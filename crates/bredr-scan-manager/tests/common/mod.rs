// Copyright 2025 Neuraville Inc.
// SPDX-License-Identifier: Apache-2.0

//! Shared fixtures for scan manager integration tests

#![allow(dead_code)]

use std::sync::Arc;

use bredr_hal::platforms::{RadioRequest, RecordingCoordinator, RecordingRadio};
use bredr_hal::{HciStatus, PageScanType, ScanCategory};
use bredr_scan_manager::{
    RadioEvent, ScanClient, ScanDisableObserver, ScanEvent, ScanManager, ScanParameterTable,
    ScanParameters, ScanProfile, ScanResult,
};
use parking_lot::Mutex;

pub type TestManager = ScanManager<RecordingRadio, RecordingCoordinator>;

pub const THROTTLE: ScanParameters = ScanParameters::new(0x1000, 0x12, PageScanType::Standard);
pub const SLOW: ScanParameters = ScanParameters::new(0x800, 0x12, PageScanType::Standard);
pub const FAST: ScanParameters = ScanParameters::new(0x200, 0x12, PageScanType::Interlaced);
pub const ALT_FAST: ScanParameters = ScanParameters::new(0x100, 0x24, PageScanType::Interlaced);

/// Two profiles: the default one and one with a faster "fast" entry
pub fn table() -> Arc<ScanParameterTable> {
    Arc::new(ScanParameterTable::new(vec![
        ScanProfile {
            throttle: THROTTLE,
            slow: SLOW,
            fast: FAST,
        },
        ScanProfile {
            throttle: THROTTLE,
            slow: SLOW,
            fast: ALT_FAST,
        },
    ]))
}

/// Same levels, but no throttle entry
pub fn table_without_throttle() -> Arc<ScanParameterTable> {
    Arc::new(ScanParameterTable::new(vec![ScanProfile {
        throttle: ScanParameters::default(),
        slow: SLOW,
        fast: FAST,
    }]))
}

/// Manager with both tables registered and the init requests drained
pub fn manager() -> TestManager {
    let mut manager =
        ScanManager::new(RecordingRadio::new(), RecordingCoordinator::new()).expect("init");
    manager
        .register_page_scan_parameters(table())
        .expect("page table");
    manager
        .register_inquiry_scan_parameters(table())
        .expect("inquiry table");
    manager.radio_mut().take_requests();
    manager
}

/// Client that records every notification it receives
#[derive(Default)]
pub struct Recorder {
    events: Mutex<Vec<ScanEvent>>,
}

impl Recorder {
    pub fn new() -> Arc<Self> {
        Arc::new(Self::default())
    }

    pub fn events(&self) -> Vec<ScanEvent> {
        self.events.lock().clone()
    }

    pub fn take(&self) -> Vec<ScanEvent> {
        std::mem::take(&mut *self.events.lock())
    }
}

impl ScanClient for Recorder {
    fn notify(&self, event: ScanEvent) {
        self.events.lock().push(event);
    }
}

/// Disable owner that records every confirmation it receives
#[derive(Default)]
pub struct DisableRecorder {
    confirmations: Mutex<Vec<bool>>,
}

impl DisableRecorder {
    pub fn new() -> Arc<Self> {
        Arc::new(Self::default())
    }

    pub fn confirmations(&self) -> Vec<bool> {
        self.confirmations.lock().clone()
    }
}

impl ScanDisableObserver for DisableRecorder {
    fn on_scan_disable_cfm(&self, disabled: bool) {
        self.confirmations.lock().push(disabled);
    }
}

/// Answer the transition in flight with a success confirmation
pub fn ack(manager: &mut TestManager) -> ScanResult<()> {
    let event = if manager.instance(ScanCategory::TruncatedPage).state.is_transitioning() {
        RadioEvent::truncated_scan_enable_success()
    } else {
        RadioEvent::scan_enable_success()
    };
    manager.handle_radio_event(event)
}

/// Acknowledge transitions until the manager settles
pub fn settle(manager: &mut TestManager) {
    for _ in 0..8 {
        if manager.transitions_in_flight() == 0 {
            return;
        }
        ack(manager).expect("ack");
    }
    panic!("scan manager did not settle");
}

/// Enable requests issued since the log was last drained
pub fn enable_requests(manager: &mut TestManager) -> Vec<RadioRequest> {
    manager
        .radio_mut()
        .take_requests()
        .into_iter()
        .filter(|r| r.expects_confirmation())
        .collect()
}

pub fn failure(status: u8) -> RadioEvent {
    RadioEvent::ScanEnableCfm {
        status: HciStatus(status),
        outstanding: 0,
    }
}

▬▬▬▬▬▬▬▬▬▬

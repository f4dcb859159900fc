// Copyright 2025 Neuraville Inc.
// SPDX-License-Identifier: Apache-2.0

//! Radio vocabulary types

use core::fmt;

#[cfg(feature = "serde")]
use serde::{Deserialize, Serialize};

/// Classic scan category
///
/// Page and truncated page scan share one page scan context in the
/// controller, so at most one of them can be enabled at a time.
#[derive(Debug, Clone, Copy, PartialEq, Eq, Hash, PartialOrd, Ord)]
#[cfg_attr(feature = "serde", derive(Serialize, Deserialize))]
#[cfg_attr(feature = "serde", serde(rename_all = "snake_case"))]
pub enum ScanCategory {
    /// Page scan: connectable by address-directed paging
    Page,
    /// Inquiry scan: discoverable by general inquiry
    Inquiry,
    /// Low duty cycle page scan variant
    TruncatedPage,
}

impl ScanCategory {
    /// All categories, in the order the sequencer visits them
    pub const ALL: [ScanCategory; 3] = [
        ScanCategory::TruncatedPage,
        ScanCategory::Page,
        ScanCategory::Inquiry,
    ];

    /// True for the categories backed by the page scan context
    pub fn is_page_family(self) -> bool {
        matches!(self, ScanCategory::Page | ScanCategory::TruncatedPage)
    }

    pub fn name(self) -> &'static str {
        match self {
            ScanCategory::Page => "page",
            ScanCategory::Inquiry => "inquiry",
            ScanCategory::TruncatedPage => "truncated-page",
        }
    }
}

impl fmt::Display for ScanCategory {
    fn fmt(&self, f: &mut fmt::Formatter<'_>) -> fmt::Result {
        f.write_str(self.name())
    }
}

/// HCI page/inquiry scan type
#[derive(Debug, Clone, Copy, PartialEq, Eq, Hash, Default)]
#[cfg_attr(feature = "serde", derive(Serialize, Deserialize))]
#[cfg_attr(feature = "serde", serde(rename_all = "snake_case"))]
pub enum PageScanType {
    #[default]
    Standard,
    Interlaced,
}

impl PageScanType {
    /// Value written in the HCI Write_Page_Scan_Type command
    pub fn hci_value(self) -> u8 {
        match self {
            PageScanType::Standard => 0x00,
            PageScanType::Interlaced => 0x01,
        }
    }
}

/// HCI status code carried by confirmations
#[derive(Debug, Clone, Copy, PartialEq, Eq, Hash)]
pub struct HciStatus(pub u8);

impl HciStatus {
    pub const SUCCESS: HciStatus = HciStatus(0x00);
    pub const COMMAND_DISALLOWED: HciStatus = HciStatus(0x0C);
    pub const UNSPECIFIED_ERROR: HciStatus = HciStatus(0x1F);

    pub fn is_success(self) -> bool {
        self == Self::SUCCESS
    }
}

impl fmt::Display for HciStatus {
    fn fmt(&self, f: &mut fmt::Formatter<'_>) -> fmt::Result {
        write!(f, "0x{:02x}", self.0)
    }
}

▬▬▬▬▬▬▬▬▬▬

▶ _Exercise requirements_:
Look above for the line containing "filename crates/bredr-scan-manager/tests/common/mod.rs". Output from there through the line containing "pub type TestManager", exactly and inclusively.

▶ _Exercise answer_:
filename crates/bredr-scan-manager/tests/common/mod.rs
// Copyright 2025 Neuraville Inc.
// SPDX-License-Identifier: Apache-2.0

//! Shared fixtures for scan manager integration tests

#![allow(dead_code)]

use std::sync::Arc;

use bredr_hal::platforms::{RadioRequest, RecordingCoordinator, RecordingRadio};
use bredr_hal::{HciStatus, PageScanType, ScanCategory};
use bredr_scan_manager::{
    RadioEvent, ScanClient, ScanDisableObserver, ScanEvent, ScanManager, ScanParameterTable,
    ScanParameters, ScanProfile, ScanResult,
};
use parking_lot::Mutex;

pub type TestManager = ScanManager<RecordingRadio, RecordingCoordinator>;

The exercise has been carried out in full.